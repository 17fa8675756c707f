//! 中缀转后缀
//!
//! 运算符优先法（shunting-yard）单趟转换。本阶段不做结构校验，
//! 括号不匹配、操作数缺失等问题留给求值阶段的栈深检查。

use std::fmt;

use crate::lexer::Token;
use crate::operator::Operator;

/// 后缀序列中的元素，括号在转换中被消去
#[derive(Debug, Clone, Copy, PartialEq)]
pub enum PostfixItem {
    Number(f64),
    Operator(Operator),
}

impl fmt::Display for PostfixItem {
    fn fmt(&self, f: &mut fmt::Formatter<'_>) -> fmt::Result {
        match self {
            PostfixItem::Number(value) => write!(f, "{}", value),
            PostfixItem::Operator(op) => write!(f, "{}", op),
        }
    }
}

/// 以空格连接的后缀形式，如 `2 3 4 * +`
pub fn render(items: &[PostfixItem]) -> String {
    items.iter().map(|item| item.to_string()).collect::<Vec<_>>().join(" ")
}

#[derive(Debug, Clone, Copy, PartialEq)]
enum StackEntry {
    Operator(Operator),
    LeftParen,
}

impl StackEntry {
    fn precedence(self) -> u8 {
        match self {
            StackEntry::Operator(op) => op.precedence(),
            // 左括号只会被右括号弹出
            StackEntry::LeftParen => 0,
        }
    }
}

/// 弹出栈项到输出；未匹配的左括号没有后缀形式，直接丢弃
fn emit(entry: StackEntry, output: &mut Vec<PostfixItem>) {
    if let StackEntry::Operator(op) = entry {
        output.push(PostfixItem::Operator(op));
    }
}

pub fn to_postfix(tokens: &[Token]) -> Vec<PostfixItem> {
    let mut output = Vec::with_capacity(tokens.len());
    let mut stack: Vec<StackEntry> = Vec::new();

    for token in tokens {
        match *token {
            Token::Number(value) => output.push(PostfixItem::Number(value)),
            Token::LeftParen => stack.push(StackEntry::LeftParen),
            Token::RightParen => {
                while let Some(entry) = stack.pop() {
                    if entry == StackEntry::LeftParen {
                        break;
                    }
                    emit(entry, &mut output);
                }
                // sin(x)：括号之前的函数作用于括号内的值
                if let Some(&StackEntry::Operator(op)) = stack.last() {
                    if op.is_function() {
                        stack.pop();
                        output.push(PostfixItem::Operator(op));
                    }
                }
            }
            Token::Operator(op) if op.is_function() => stack.push(StackEntry::Operator(op)),
            Token::Operator(op) => {
                // 大于等于：所有二元运算符都按左结合处理，包括 `^`
                while let Some(&top) = stack.last() {
                    if top.precedence() < op.precedence() {
                        break;
                    }
                    stack.pop();
                    emit(top, &mut output);
                }
                stack.push(StackEntry::Operator(op));
            }
        }
    }

    while let Some(entry) = stack.pop() {
        emit(entry, &mut output);
    }

    output
}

#####

*Exercise aim*
Both the first line of the records above and the line containing "pub enum PostfixItem" are to be transcribed exactly, together with every line between them, and nothing else.

*Output below*
repository 17fa8675756c707f
//! 中缀转后缀
//!
//! 运算符优先法（shunting-yard）单趟转换。本阶段不做结构校验，
//! 括号不匹配、操作数缺失等问题留给求值阶段的栈深检查。

use std::fmt;

use crate::lexer::Token;
use crate::operator::Operator;

/// 后缀序列中的元素，括号在转换中被消去
#[derive(Debug, Clone, Copy, PartialEq)]
pub enum PostfixItem {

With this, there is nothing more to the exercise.